PROVIDED ENTRIES -
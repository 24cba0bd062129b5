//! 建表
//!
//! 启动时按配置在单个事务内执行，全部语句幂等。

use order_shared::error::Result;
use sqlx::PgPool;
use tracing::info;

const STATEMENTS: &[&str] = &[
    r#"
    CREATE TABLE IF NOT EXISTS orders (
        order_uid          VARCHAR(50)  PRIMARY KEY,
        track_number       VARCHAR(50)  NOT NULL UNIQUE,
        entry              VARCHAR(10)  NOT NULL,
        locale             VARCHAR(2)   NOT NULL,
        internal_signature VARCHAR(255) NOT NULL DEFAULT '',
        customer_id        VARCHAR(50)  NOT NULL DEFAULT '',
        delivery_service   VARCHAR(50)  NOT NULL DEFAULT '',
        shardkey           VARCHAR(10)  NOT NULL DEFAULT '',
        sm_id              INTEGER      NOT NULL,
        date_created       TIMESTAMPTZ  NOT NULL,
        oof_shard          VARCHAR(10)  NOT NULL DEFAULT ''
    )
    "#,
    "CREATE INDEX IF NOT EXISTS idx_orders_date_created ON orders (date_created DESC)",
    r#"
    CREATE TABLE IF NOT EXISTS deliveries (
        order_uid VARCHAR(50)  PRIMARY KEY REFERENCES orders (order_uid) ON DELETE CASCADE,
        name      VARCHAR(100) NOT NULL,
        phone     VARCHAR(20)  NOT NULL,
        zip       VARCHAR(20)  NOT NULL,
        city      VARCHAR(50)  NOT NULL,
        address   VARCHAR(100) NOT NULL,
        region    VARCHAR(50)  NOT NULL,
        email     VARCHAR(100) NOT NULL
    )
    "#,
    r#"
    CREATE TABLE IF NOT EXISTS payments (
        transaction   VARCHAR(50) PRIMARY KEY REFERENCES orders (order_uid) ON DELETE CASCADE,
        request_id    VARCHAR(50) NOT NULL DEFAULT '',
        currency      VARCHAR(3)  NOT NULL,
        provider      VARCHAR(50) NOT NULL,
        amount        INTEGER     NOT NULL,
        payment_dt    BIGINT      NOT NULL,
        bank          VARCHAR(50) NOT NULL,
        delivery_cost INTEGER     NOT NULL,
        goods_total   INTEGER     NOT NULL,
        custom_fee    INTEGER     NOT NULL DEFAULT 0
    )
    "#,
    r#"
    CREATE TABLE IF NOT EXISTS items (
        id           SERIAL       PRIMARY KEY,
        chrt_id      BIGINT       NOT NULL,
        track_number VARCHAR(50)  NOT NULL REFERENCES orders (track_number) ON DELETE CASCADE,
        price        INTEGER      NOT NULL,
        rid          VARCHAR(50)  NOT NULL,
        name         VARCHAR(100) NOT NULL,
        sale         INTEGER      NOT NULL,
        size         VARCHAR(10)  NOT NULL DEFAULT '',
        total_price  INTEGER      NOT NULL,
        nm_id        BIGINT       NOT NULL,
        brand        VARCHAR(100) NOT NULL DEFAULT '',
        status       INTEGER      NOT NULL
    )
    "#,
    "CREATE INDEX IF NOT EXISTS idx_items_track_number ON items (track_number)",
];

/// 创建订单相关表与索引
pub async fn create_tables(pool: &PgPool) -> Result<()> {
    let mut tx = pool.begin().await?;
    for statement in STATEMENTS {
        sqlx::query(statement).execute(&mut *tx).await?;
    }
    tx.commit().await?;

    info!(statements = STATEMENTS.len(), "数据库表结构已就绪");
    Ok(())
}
* * *
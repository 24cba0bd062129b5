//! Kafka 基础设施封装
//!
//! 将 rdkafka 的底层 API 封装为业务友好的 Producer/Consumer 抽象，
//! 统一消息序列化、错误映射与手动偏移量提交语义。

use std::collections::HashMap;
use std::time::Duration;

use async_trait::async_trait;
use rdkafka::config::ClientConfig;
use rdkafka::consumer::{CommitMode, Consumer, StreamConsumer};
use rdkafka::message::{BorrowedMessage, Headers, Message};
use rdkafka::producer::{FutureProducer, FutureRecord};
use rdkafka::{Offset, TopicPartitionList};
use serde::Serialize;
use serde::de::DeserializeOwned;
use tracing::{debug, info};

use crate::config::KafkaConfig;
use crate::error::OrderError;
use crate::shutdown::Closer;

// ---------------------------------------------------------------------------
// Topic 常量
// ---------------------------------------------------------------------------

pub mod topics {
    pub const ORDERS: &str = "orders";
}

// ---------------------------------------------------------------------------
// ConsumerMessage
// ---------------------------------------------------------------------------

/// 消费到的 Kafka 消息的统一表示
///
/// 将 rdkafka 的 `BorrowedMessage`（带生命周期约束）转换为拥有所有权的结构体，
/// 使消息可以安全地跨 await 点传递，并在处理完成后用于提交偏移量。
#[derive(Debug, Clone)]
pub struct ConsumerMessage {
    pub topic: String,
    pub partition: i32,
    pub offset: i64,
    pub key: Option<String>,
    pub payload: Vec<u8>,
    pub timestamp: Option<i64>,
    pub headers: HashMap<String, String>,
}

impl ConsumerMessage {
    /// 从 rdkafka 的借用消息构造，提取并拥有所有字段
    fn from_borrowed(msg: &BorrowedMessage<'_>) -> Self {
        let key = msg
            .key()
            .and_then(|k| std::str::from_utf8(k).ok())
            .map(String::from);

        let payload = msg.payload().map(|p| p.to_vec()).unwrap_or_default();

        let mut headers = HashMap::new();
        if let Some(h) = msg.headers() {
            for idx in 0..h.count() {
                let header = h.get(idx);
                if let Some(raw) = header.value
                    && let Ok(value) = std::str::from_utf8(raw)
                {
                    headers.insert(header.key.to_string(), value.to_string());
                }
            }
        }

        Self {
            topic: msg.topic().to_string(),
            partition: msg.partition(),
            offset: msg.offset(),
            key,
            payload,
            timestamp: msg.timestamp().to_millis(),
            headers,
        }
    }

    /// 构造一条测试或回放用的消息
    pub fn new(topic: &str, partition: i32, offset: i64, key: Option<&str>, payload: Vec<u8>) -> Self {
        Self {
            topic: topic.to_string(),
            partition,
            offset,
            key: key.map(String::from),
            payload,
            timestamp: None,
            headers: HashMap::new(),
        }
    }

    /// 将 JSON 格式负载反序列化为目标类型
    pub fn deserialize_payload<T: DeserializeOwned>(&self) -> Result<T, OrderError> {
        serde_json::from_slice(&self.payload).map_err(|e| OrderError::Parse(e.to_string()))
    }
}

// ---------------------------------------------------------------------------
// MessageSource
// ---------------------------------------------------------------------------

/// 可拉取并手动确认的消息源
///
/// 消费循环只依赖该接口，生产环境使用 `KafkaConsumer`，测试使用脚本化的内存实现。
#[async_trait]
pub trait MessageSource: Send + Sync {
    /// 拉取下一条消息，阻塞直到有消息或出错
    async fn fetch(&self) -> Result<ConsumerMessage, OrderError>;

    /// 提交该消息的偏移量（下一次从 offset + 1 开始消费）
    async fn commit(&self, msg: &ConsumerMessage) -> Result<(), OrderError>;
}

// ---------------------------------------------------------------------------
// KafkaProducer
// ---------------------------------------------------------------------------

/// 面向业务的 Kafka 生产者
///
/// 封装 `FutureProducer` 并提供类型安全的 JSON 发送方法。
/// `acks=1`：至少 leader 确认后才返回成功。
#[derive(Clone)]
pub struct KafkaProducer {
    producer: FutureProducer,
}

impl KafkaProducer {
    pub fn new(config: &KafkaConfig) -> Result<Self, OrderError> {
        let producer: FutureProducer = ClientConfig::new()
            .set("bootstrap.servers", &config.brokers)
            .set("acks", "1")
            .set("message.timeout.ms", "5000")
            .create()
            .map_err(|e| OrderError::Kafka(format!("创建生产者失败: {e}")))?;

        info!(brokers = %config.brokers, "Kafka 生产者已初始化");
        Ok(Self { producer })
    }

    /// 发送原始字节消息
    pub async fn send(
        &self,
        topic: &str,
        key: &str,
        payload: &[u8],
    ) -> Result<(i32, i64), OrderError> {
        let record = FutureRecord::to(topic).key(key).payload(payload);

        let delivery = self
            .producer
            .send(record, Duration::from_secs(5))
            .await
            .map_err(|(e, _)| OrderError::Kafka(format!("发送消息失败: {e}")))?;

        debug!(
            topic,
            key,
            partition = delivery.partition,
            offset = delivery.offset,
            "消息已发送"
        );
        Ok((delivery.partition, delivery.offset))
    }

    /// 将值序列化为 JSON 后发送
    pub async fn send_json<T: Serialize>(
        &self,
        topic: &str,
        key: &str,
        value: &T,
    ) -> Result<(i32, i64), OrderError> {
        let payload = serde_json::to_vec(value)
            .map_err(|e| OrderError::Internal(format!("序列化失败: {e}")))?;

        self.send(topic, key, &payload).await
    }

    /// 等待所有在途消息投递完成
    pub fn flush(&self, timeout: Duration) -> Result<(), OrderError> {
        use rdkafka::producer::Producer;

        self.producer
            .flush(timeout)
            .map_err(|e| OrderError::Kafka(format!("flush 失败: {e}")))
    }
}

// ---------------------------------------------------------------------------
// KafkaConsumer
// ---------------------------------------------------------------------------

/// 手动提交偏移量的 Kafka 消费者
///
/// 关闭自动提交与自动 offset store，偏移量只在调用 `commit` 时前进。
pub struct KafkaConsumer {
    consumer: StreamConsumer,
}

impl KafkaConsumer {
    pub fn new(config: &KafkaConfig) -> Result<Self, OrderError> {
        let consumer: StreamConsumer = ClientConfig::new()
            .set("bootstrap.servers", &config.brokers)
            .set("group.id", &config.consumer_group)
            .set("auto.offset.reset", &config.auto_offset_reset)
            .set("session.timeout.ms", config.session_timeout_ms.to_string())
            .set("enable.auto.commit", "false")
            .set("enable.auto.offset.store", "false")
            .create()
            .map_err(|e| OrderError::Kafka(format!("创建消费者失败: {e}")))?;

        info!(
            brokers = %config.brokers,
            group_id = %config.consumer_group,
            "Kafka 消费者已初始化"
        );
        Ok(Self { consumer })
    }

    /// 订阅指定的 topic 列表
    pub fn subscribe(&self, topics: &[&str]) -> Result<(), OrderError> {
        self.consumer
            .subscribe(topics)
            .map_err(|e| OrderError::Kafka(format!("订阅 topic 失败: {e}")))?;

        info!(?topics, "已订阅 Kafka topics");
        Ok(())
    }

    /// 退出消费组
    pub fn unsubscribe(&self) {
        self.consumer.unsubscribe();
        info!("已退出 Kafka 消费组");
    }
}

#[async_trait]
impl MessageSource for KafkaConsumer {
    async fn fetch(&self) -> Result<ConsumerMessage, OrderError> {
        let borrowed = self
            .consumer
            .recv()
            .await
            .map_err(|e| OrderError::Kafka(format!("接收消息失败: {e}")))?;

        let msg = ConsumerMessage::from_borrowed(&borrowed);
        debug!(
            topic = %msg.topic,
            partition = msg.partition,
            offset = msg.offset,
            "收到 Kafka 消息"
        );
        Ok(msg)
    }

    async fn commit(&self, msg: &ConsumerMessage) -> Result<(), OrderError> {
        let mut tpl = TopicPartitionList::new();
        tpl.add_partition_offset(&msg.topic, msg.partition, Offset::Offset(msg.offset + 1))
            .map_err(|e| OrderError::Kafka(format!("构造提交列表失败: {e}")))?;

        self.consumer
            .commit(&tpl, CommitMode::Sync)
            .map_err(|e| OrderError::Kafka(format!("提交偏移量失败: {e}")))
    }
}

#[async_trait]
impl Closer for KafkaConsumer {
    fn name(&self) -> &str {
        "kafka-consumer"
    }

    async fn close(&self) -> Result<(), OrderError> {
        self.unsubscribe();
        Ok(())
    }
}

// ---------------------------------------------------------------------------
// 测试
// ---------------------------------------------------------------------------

WORK ORDER - In the records above, some lines hold the word "impl"; copy each such line.

RESULT OF THE TASK -
impl ConsumerMessage {
impl KafkaProducer {
impl KafkaConsumer {
impl MessageSource for KafkaConsumer {
impl Closer for KafkaConsumer {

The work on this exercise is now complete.